McDonald was born on 29 March 1936, in Langside, Glasgow. With his brother, he attended Glasgow High School. He went on to study law at University of Glasgow and began postgraduate studies in Greek and Italian at the same university. Soon thereafter McDonald was conscripted into the army as a translator in Cyprus, however he had studied ancient Greek rather than the modern Greek which was required for his posting. McDonald was discharged from the army and joined a law firm in Glasgow. He later moved to Karachi, Pakistan, to work as a teacher for a year.

Upon his return to the UK, McDonald was appointed to a junior position in the Ministry of Defence. He was promoted through the ranks until spring 1982, during the Falklands War, when he came into prominence as the spokesman for the ministry. Speaking at dictation speed in a monotone voice that British viewers found authentic and reassuring, McDonald gave regular briefings on the events of the war using a teacher's pointer and maps of the islands.

As the British forces recaptured the islands, "McDonald became renowned for his restrained, and at times emotionless, style of delivery." However, he frustrated reporters with his mysterious answers to questions, often quoting William Shakespeare in lieu of a response. In one instance he said "Hamlet, Act One, Scene Two, Line 215" which reads "But answer made it none". On Channel 4's documentary When Britain Went To War (2002), McDonald revealed that he became the subject of amorous attention from TV viewers, including a woman who stalked him for two years and sent him emotive letters.

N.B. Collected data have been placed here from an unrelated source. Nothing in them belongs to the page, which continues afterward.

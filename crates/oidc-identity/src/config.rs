//! Configuration types
//!
//! [`OidcConfig`] carries everything the verifier, key store, and claims
//! resolver consume. It can be built in code, or loaded from a TOML/YAML/JSON
//! file and/or environment variables with the `OIDC_` prefix:
//!
//! ```text
//! OIDC_ISSUER_URL=https://login.example.com/tenant/v2.0
//! OIDC_CLIENT_ID=3dd21f62-c836-4689-84f6-6780958cf002
//! OIDC_KEY_STORE__REFRESH_INTERVAL_SECS=1800
//! OIDC_VERIFICATION__CLOCK_SKEW_SECS=30
//! ```

use std::path::PathBuf;
use std::time::Duration;

use jsonwebtoken::Algorithm;
use serde::{Deserialize, Serialize};
use url::Url;

/// Environment variable prefix used by [`OidcConfig::from_env`] and [`OidcConfig::from_file`]
pub const ENV_PREFIX: &str = "OIDC";

/// Configuration error types
#[derive(Debug, thiserror::Error)]
pub enum ConfigError {
    /// Config file not found
    #[error("Configuration file not found: {0}")]
    FileNotFound(PathBuf),

    /// Unsupported file format
    #[error("Unsupported configuration file format. Use .toml, .yaml, .yml, or .json")]
    UnsupportedFormat,

    /// Configuration parsing error
    #[error("Failed to parse configuration: {0}")]
    ParseError(#[from] config::ConfigError),

    /// Required field missing or blank
    #[error("Missing required setting: {0}")]
    MissingField(&'static str),

    /// Issuer URL unusable
    #[error("Invalid issuer URL: {0}")]
    InvalidIssuer(String),

    /// Algorithm allow-list unusable
    #[error("Invalid algorithm allow-list: {0}")]
    InvalidAlgorithms(String),

    /// Refresh/expiry/timeout settings inconsistent
    #[error("Invalid key schedule: {0}")]
    InvalidSchedule(String),
}

/// Top-level configuration
#[derive(Debug, Clone, Serialize, Deserialize, PartialEq)]
pub struct OidcConfig {
    /// Issuer URL; must equal the `iss` claim exactly
    pub issuer_url: String,
    /// Expected audience (OAuth2 client ID)
    #[serde(default)]
    pub client_id: String,
    /// Token verification settings
    #[serde(default)]
    pub verification: VerificationConfig,
    /// Key cache settings
    #[serde(default)]
    pub key_store: KeyStoreConfig,
    /// Claims-to-user mapping settings
    #[serde(default)]
    pub identity: IdentityConfig,
}

/// Token verification settings
#[derive(Debug, Clone, Serialize, Deserialize, PartialEq)]
pub struct VerificationConfig {
    /// Allowed signing algorithms (default: RS256 only)
    #[serde(default = "default_algorithms")]
    pub allowed_algorithms: Vec<Algorithm>,
    /// Clock skew tolerance for `exp`/`nbf`/`iat` in seconds (default: 60)
    #[serde(default = "default_clock_skew_secs")]
    pub clock_skew_secs: u64,
    /// Disable the `aud` check entirely
    #[serde(default)]
    pub skip_audience_check: bool,
    /// How long a verification may wait on key fetching, in seconds (default: 10)
    #[serde(default = "default_key_fetch_timeout_secs")]
    pub key_fetch_timeout_secs: u64,
}

/// Key cache settings
#[derive(Debug, Clone, Serialize, Deserialize, PartialEq)]
pub struct KeyStoreConfig {
    /// Background refresh period in seconds (default: 1 hour)
    #[serde(default = "default_refresh_interval_secs")]
    pub refresh_interval_secs: u64,
    /// Maximum age of a cached key in seconds (default: 12 hours)
    #[serde(default = "default_key_expiry_secs")]
    pub key_expiry_secs: u64,
    /// Minimum gap between remote fetches triggered by unknown key IDs (default: 5s, 0 disables)
    #[serde(default = "default_min_fetch_interval_secs")]
    pub min_fetch_interval_secs: u64,
    /// HTTP timeout for discovery and JWKS requests in seconds (default: 10)
    #[serde(default = "default_http_timeout_secs")]
    pub http_timeout_secs: u64,
}

/// Claims-to-user mapping settings
#[derive(Debug, Clone, Serialize, Deserialize, PartialEq)]
pub struct IdentityConfig {
    /// Primary identity claim copied into `User::email`
    #[serde(default = "default_identity_claim")]
    pub identity_claim: String,
    /// Display name claim
    #[serde(default = "default_name_claim")]
    pub name_claim: String,
    /// Subject claim copied into `User::subject_id`
    #[serde(default = "default_subject_claim")]
    pub subject_claim: String,
    /// Stable subject claim used when the identity claim is blank
    #[serde(default = "default_fallback_subject_claim")]
    pub fallback_subject_claim: String,
    /// Client authentication method claim gating the fallback
    #[serde(default = "default_auth_context_claim")]
    pub auth_context_claim: String,
    /// Auth context values that permit the fallback ("1" client secret, "2" certificate)
    #[serde(default = "default_allowed_auth_contexts")]
    pub allowed_auth_contexts: Vec<String>,
}

fn default_algorithms() -> Vec<Algorithm> {
    vec![Algorithm::RS256]
}

fn default_clock_skew_secs() -> u64 {
    60
}

fn default_key_fetch_timeout_secs() -> u64 {
    10
}

fn default_refresh_interval_secs() -> u64 {
    3600
}

fn default_key_expiry_secs() -> u64 {
    12 * 3600
}

fn default_min_fetch_interval_secs() -> u64 {
    5
}

fn default_http_timeout_secs() -> u64 {
    10
}

fn default_identity_claim() -> String {
    "preferred_username".to_string()
}

fn default_name_claim() -> String {
    "name".to_string()
}

fn default_subject_claim() -> String {
    "sub".to_string()
}

fn default_fallback_subject_claim() -> String {
    "oid".to_string()
}

fn default_auth_context_claim() -> String {
    "azpacr".to_string()
}

fn default_allowed_auth_contexts() -> Vec<String> {
    vec!["1".to_string(), "2".to_string()]
}

impl Default for VerificationConfig {
    fn default() -> Self {
        Self {
            allowed_algorithms: default_algorithms(),
            clock_skew_secs: default_clock_skew_secs(),
            skip_audience_check: false,
            key_fetch_timeout_secs: default_key_fetch_timeout_secs(),
        }
    }
}

impl VerificationConfig {
    /// Clock skew tolerance
    pub fn clock_skew(&self) -> Duration {
        Duration::from_secs(self.clock_skew_secs)
    }

    /// Key fetch timeout
    pub fn key_fetch_timeout(&self) -> Duration {
        Duration::from_secs(self.key_fetch_timeout_secs)
    }
}

impl Default for KeyStoreConfig {
    fn default() -> Self {
        Self {
            refresh_interval_secs: default_refresh_interval_secs(),
            key_expiry_secs: default_key_expiry_secs(),
            min_fetch_interval_secs: default_min_fetch_interval_secs(),
            http_timeout_secs: default_http_timeout_secs(),
        }
    }
}

impl KeyStoreConfig {
    /// Background refresh period
    pub fn refresh_interval(&self) -> Duration {
        Duration::from_secs(self.refresh_interval_secs)
    }

    /// Maximum cached key age
    pub fn key_expiry(&self) -> Duration {
        Duration::from_secs(self.key_expiry_secs)
    }

    /// Negative-lookup throttle window
    pub fn min_fetch_interval(&self) -> Duration {
        Duration::from_secs(self.min_fetch_interval_secs)
    }

    /// HTTP request timeout
    pub fn http_timeout(&self) -> Duration {
        Duration::from_secs(self.http_timeout_secs)
    }

    /// Check the refresh/expiry relationship
    ///
    /// # Errors
    ///
    /// Returns [`ConfigError::InvalidSchedule`] if any period is zero or the
    /// refresh interval is not shorter than the expiry window.
    pub fn validate(&self) -> Result<(), ConfigError> {
        if self.refresh_interval_secs == 0 || self.key_expiry_secs == 0 {
            return Err(ConfigError::InvalidSchedule(
                "refresh interval and key expiry must be non-zero".to_string(),
            ));
        }
        if self.http_timeout_secs == 0 {
            return Err(ConfigError::InvalidSchedule(
                "HTTP timeout must be non-zero".to_string(),
            ));
        }
        // Keys still published must be refreshed before they age out
        if self.refresh_interval_secs >= self.key_expiry_secs {
            return Err(ConfigError::InvalidSchedule(format!(
                "refresh interval ({}s) must be shorter than key expiry ({}s)",
                self.refresh_interval_secs, self.key_expiry_secs
            )));
        }
        Ok(())
    }
}

impl Default for IdentityConfig {
    fn default() -> Self {
        Self {
            identity_claim: default_identity_claim(),
            name_claim: default_name_claim(),
            subject_claim: default_subject_claim(),
            fallback_subject_claim: default_fallback_subject_claim(),
            auth_context_claim: default_auth_context_claim(),
            allowed_auth_contexts: default_allowed_auth_contexts(),
        }
    }
}

impl OidcConfig {
    /// Create a configuration with defaults for everything but issuer and client ID
    pub fn new(issuer_url: impl Into<String>, client_id: impl Into<String>) -> Self {
        Self {
            issuer_url: issuer_url.into(),
            client_id: client_id.into(),
            verification: VerificationConfig::default(),
            key_store: KeyStoreConfig::default(),
            identity: IdentityConfig::default(),
        }
    }

    /// Load configuration from a file (TOML, YAML, or JSON)
    ///
    /// The format is chosen from the file extension. Environment variables with
    /// the `OIDC_` prefix override file settings, using `__` for nesting
    /// (`OIDC_KEY_STORE__KEY_EXPIRY_SECS`).
    ///
    /// # Errors
    ///
    /// Returns an error if the file doesn't exist, has an unsupported
    /// extension, or contains invalid configuration.
    pub fn from_file(path: impl AsRef<std::path::Path>) -> Result<Self, ConfigError> {
        use config::{Config, File, FileFormat};

        let path = path.as_ref();

        if !path.exists() {
            return Err(ConfigError::FileNotFound(path.to_path_buf()));
        }

        let format = match path.extension().and_then(|s| s.to_str()) {
            Some("toml") => FileFormat::Toml,
            Some("yaml") | Some("yml") => FileFormat::Yaml,
            Some("json") => FileFormat::Json,
            _ => return Err(ConfigError::UnsupportedFormat),
        };

        let config = Config::builder()
            .add_source(File::new(
                path.to_str().ok_or(ConfigError::UnsupportedFormat)?,
                format,
            ))
            .add_source(Self::environment())
            .build()?;

        Ok(config.try_deserialize()?)
    }

    /// Load configuration from `OIDC_*` environment variables only
    ///
    /// # Errors
    ///
    /// Returns an error if required variables are missing or unparseable.
    pub fn from_env() -> Result<Self, ConfigError> {
        let config = config::Config::builder()
            .add_source(Self::environment())
            .build()?;

        Ok(config.try_deserialize()?)
    }

    fn environment() -> config::Environment {
        config::Environment::with_prefix(ENV_PREFIX)
            .separator("__")
            .try_parsing(true)
    }

    /// Validate the configuration before building anything from it
    ///
    /// # Errors
    ///
    /// Returns a [`ConfigError`] describing the first problem found.
    pub fn validate(&self) -> Result<(), ConfigError> {
        if self.issuer_url.trim().is_empty() {
            return Err(ConfigError::MissingField("issuer_url"));
        }
        validate_issuer_url(&self.issuer_url)?;

        if !self.verification.skip_audience_check && self.client_id.trim().is_empty() {
            return Err(ConfigError::MissingField("client_id"));
        }

        let algorithms = &self.verification.allowed_algorithms;
        if algorithms.is_empty() {
            return Err(ConfigError::InvalidAlgorithms(
                "at least one algorithm must be allowed".to_string(),
            ));
        }
        if let Some(alg) = algorithms.iter().find(|alg| is_symmetric(**alg)) {
            return Err(ConfigError::InvalidAlgorithms(format!(
                "symmetric algorithm {alg:?} cannot verify issuer-signed tokens"
            )));
        }

        if self.verification.key_fetch_timeout_secs == 0 {
            return Err(ConfigError::InvalidSchedule(
                "key fetch timeout must be non-zero".to_string(),
            ));
        }

        self.key_store.validate()
    }
}

/// HMAC algorithms share one secret between signer and verifier
pub(crate) fn is_symmetric(alg: Algorithm) -> bool {
    matches!(alg, Algorithm::HS256 | Algorithm::HS384 | Algorithm::HS512)
}

/// HTTPS only, except loopback hosts (local development and tests)
fn validate_issuer_url(issuer: &str) -> Result<(), ConfigError> {
    let url = Url::parse(issuer)
        .map_err(|e| ConfigError::InvalidIssuer(format!("{issuer}: {e}")))?;

    match url.scheme() {
        "https" => Ok(()),
        "http" if is_loopback(&url) => Ok(()),
        other => Err(ConfigError::InvalidIssuer(format!(
            "{issuer}: scheme '{other}' not allowed (HTTPS required)"
        ))),
    }
}

fn is_loopback(url: &Url) -> bool {
    match url.host() {
        Some(url::Host::Domain(domain)) => domain == "localhost",
        Some(url::Host::Ipv4(ip)) => ip.is_loopback(),
        Some(url::Host::Ipv6(ip)) => ip.is_loopback(),
        None => false,
    }
}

In 1986, McDonald was made head of the Defence Exports Services Secretariat. He was in charge of the department during the Arms-to-Iraq affair and his name was included in the 1996 Scott Report, in which Richard Scott criticised McDonald for his "inattention … consistent with his general approach to line management".

McDonald, who never married nor had children, spent his later years at a villa in Umbria, Italy.

He died of pneumonia on 28 March 2019, the day before he would have turned 83 years old.

His ashes are buried on the eastern side of Highgate Cemetery. The headstone incorrectly states the year of his death as 2020.